* Aim of the exercise
Your answer should be every line from the records that contains "false".

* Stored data
********
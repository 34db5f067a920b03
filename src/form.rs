// src/form.rs
use chrono::{Local, NaiveDate};

use crate::model::{ActivityLog, MuscleGroup, NewActivityLog};

/// Raw user input for a log entry, shared by the create and edit flows.
#[derive(Debug, Clone, PartialEq)]
pub struct ActivityForm {
    pub date: NaiveDate,
    /// Tag ids in display order. Tags outside the vocabulary on an edited
    /// record stay where they were.
    tags: Vec<String>,
    pub is_cardio: bool,
    pub cardio_time: String,
    pub cardio_distance: String,
}

impl Default for ActivityForm {
    fn default() -> Self {
        Self::new(Local::now().date_naive())
    }
}

impl ActivityForm {
    pub fn new(date: NaiveDate) -> Self {
        Self {
            date,
            tags: Vec::new(),
            is_cardio: false,
            cardio_time: String::new(),
            cardio_distance: String::new(),
        }
    }

    /// Pre-fills the form from an existing record for editing.
    pub fn from_log(log: &ActivityLog) -> Self {
        let mut form = Self::new(log.date);
        for tag in &log.activity_ids {
            if !form.tags.contains(tag) {
                form.tags.push(tag.clone());
            }
        }
        form.is_cardio = log.is_cardio;
        form.cardio_time = log.cardio_time.map(|v| v.to_string()).unwrap_or_default();
        form.cardio_distance = log.cardio_distance.map(|v| v.to_string()).unwrap_or_default();
        form
    }

    /// Checked groups in selection order.
    pub fn selected(&self) -> Vec<MuscleGroup> {
        self.tags
            .iter()
            .filter_map(|tag| MuscleGroup::from_id(tag))
            .collect()
    }

    pub fn is_selected(&self, group: MuscleGroup) -> bool {
        self.tags.iter().any(|tag| tag == group.id())
    }

    /// Checks or unchecks a group; newly checked groups go to the end.
    pub fn toggle(&mut self, group: MuscleGroup) {
        if let Some(pos) = self.tags.iter().position(|tag| tag == group.id()) {
            self.tags.remove(pos);
        } else {
            self.tags.push(group.id().to_string());
        }
    }

    /// Replaces the checked groups. Tags outside the vocabulary are kept.
    pub fn set_selected(&mut self, groups: impl IntoIterator<Item = MuscleGroup>) {
        self.tags.retain(|tag| MuscleGroup::from_id(tag).is_none());
        for group in groups {
            if !self.is_selected(group) {
                self.tags.push(group.id().to_string());
            }
        }
    }

    pub fn build(&self) -> NewActivityLog {
        let (cardio_time, cardio_distance) = if self.is_cardio {
            (parse_metric(&self.cardio_time), parse_metric(&self.cardio_distance))
        } else {
            (None, None)
        };

        NewActivityLog {
            date: self.date,
            activity_ids: self.tags.clone(),
            is_cardio: self.is_cardio,
            cardio_time,
            cardio_distance,
        }
    }
}

/// Empty, unparsable, non-finite or negative input means "not logged".
pub fn parse_metric(raw: &str) -> Option<f64> {
    raw.trim()
        .parse::<f64>()
        .ok()
        .filter(|value| value.is_finite() && *value >= 0.0)
}
// src/history.rs
use chrono::NaiveDate;
use serde::Serialize;

use crate::model::{muscle_label, ActivityLog, LogId};
use crate::stats::{format_metric, format_two_decimals, DateRange};

/// Entries revealed per "show more".
pub const PAGE_SIZE: usize = 5;

pub const NO_LOGS_MESSAGE: &str = "No logs found for this period.";
pub const NO_BREAKDOWN_MESSAGE: &str = "No data yet.";
pub const REST_DAY_LABEL: &str = "Rest Day";

/// Cursor over the filtered history. Only grows, except on reset.
#[derive(Debug, Clone, Copy, PartialEq, Eq)]
pub struct HistoryWindow {
    visible_count: usize,
}

impl Default for HistoryWindow {
    fn default() -> Self {
        Self {
            visible_count: PAGE_SIZE,
        }
    }
}

impl HistoryWindow {
    pub const fn visible_count(&self) -> usize {
        self.visible_count
    }

    pub fn show_more(&mut self) {
        self.visible_count += PAGE_SIZE;
    }

    pub fn reset(&mut self) {
        self.visible_count = PAGE_SIZE;
    }

    pub fn page<'a, 'b>(&self, filtered: &'b [&'a ActivityLog]) -> HistoryPage<'a> {
        let shown = self.visible_count.min(filtered.len());
        HistoryPage {
            entries: filtered[..shown].to_vec(),
            remaining: filtered.len() - shown,
        }
    }
}

/// The slice of history currently exposed to the display.
#[derive(Debug, Clone, PartialEq)]
pub struct HistoryPage<'a> {
    pub entries: Vec<&'a ActivityLog>,
    pub remaining: usize,
}

impl HistoryPage<'_> {
    pub const fn has_more(&self) -> bool {
        self.remaining > 0
    }
}

pub fn show_more_label(remaining: usize) -> String {
    format!("Show More ({remaining} remaining)")
}

/// Date range plus pagination cursor, owned by the host.
#[derive(Debug, Clone, Copy, PartialEq, Eq)]
pub struct ViewState {
    range: DateRange,
    window: HistoryWindow,
}

impl ViewState {
    pub fn new(range: DateRange) -> Self {
        Self {
            range,
            window: HistoryWindow::default(),
        }
    }

    pub fn for_current_year(today: NaiveDate) -> Self {
        Self::new(DateRange::current_year(today))
    }

    pub const fn range(&self) -> &DateRange {
        &self.range
    }

    pub const fn window(&self) -> &HistoryWindow {
        &self.window
    }

    /// Any range change invalidates the cursor, even re-selecting the same range.
    pub fn set_range(&mut self, range: DateRange) {
        self.range = range;
        self.window.reset();
    }

    pub fn set_start(&mut self, start: NaiveDate) {
        self.set_range(DateRange::new(start, self.range.end));
    }

    pub fn set_end(&mut self, end: NaiveDate) {
        self.set_range(DateRange::new(self.range.start, end));
    }

    pub fn show_more(&mut self) {
        self.window.show_more();
    }

    pub fn records_changed(&mut self) {
        self.window.reset();
    }
}

/// One row of the history list, ready to print.
#[derive(Debug, Clone, PartialEq, Serialize)]
pub struct HistoryEntry {
    pub id: LogId,
    pub date: String,
    pub muscles: String,
    pub cardio: Option<String>,
    pub pace: Option<String>,
}

impl HistoryEntry {
    pub fn from_log(log: &ActivityLog) -> Self {
        let cardio = log.is_cardio.then(|| {
            format!(
                "Cardio: {}min / {}km",
                log.cardio_time.map_or_else(|| "-".to_string(), format_metric),
                log.cardio_distance.map_or_else(|| "-".to_string(), format_metric),
            )
        });

        Self {
            id: log.id.clone(),
            date: format_date(log.date),
            muscles: muscles_line(&log.activity_ids),
            cardio,
            pace: log.pace().map(|pace| format!("{} min/km", format_two_decimals(pace))),
        }
    }
}

/// `2023-12-25` -> `25/12/2023`
pub fn format_date(date: NaiveDate) -> String {
    date.format("%d/%m/%Y").to_string()
}

/// "Chest, Triceps", or the rest-day label when nothing was tagged.
pub fn muscles_line(tags: &[String]) -> String {
    if tags.is_empty() {
        return REST_DAY_LABEL.to_string();
    }
    tags.iter()
        .map(|tag| muscle_label(tag))
        .collect::<Vec<_>>()
        .join(", ")
}
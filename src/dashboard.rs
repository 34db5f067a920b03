// src/dashboard.rs
use tracing::{info, warn};

use crate::history::{HistoryEntry, ViewState};
use crate::model::{ActivityLog, LogId};
use crate::stats::{filter_by_range, DateRange, StatsView};
use crate::store::{RecordStore, StoreError};

/// In-memory copy of the user's records, newest first as fetched.
#[derive(Debug, Clone, Default, PartialEq)]
pub struct LogBook {
    logs: Vec<ActivityLog>,
}

/// A record taken out of the book while the store confirms its deletion.
#[derive(Debug)]
#[must_use = "a pending delete must be committed or rolled back"]
pub struct PendingDelete {
    index: usize,
    log: ActivityLog,
}

impl PendingDelete {
    pub fn log(&self) -> &ActivityLog {
        &self.log
    }

    /// The store acknowledged the delete; the record is gone for good.
    pub fn commit(self) -> ActivityLog {
        self.log
    }
}

impl LogBook {
    pub fn new(logs: Vec<ActivityLog>) -> Self {
        Self { logs }
    }

    pub fn logs(&self) -> &[ActivityLog] {
        &self.logs
    }

    pub fn len(&self) -> usize {
        self.logs.len()
    }

    pub fn is_empty(&self) -> bool {
        self.logs.is_empty()
    }

    pub fn get(&self, id: &LogId) -> Option<&ActivityLog> {
        self.logs.iter().find(|log| &log.id == id)
    }

    /// Tentatively removes a record. Nothing is removed for an unknown id.
    pub fn take(&mut self, id: &LogId) -> Option<PendingDelete> {
        let index = self.logs.iter().position(|log| &log.id == id)?;
        let log = self.logs.remove(index);
        Some(PendingDelete { index, log })
    }

    /// Puts the record back where it was.
    pub fn rollback(&mut self, pending: PendingDelete) {
        let index = pending.index.min(self.logs.len());
        self.logs.insert(index, pending.log);
    }
}

/// Host-side callbacks for the history list's edit and delete affordances.
pub trait IntentHandler {
    /// Populate the form with `log` for editing.
    fn on_edit(&mut self, log: ActivityLog);
    /// Ask the user before deleting. Returning false cancels.
    fn confirm_delete(&mut self, log: &ActivityLog) -> bool;
}

#[derive(Debug, Clone, PartialEq, Eq)]
pub enum DeleteOutcome {
    Deleted(LogId),
    Cancelled,
}

/// Everything the stats screen shows for one render.
#[derive(Debug, Clone, PartialEq)]
pub struct DashboardView {
    pub range: DateRange,
    pub stats: StatsView,
    pub history: Vec<HistoryEntry>,
    pub remaining: usize,
}

impl DashboardView {
    pub const fn has_more(&self) -> bool {
        self.remaining > 0
    }
}

/// Records plus the view state the stats screen derives from them.
#[derive(Debug, Clone)]
pub struct Dashboard {
    book: LogBook,
    view: ViewState,
}

impl Dashboard {
    pub fn new(records: Vec<ActivityLog>, view: ViewState) -> Self {
        Self {
            book: LogBook::new(records),
            view,
        }
    }

    pub fn book(&self) -> &LogBook {
        &self.book
    }

    pub fn view_state(&self) -> &ViewState {
        &self.view
    }

    /// Installs a fresh fetch from the store.
    pub fn replace_records(&mut self, records: Vec<ActivityLog>) {
        self.book = LogBook::new(records);
        self.view.records_changed();
    }

    pub fn set_range(&mut self, range: DateRange) {
        self.view.set_range(range);
    }

    pub fn show_more(&mut self) {
        self.view.show_more();
    }

    pub fn filtered(&self) -> Vec<&ActivityLog> {
        filter_by_range(self.book.logs(), self.view.range())
    }

    pub fn render(&self) -> DashboardView {
        let filtered = self.filtered();
        let page = self.view.window().page(&filtered);
        DashboardView {
            range: *self.view.range(),
            stats: StatsView::from_filtered(&filtered),
            history: page.entries.iter().map(|log| HistoryEntry::from_log(log)).collect(),
            remaining: page.remaining,
        }
    }

    /// Hands the record to the host's edit path. Returns false for an unknown id.
    pub fn request_edit(&self, id: &LogId, handler: &mut dyn IntentHandler) -> bool {
        match self.book.get(id) {
            Some(log) => {
                handler.on_edit(log.clone());
                true
            }
            None => false,
        }
    }

    /// Confirms with the host, removes locally, then deletes in the store.
    /// A store failure puts the record back and is returned to the caller.
    pub fn request_delete<S: RecordStore + ?Sized>(
        &mut self,
        id: &LogId,
        store: &mut S,
        handler: &mut dyn IntentHandler,
    ) -> Result<DeleteOutcome, StoreError> {
        let Some(log) = self.book.get(id) else {
            return Err(StoreError::NotFound(id.clone()));
        };
        if !handler.confirm_delete(log) {
            return Ok(DeleteOutcome::Cancelled);
        }

        let Some(pending) = self.book.take(id) else {
            return Err(StoreError::NotFound(id.clone()));
        };
        match store.delete(id) {
            Ok(()) => {
                pending.commit();
                self.view.records_changed();
                info!(id = %id, "Delete confirmed by store");
                Ok(DeleteOutcome::Deleted(id.clone()))
            }
            Err(e) => {
                warn!(id = %id, "Delete failed, restoring record: {}", e);
                self.book.rollback(pending);
                Err(e)
            }
        }
    }
}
********
* Your solution
            is_cardio: false,
    /// Ask the user before deleting. Returning false cancels.
    /// Hands the record to the host's edit path. Returns false for an unknown id.
            None => false,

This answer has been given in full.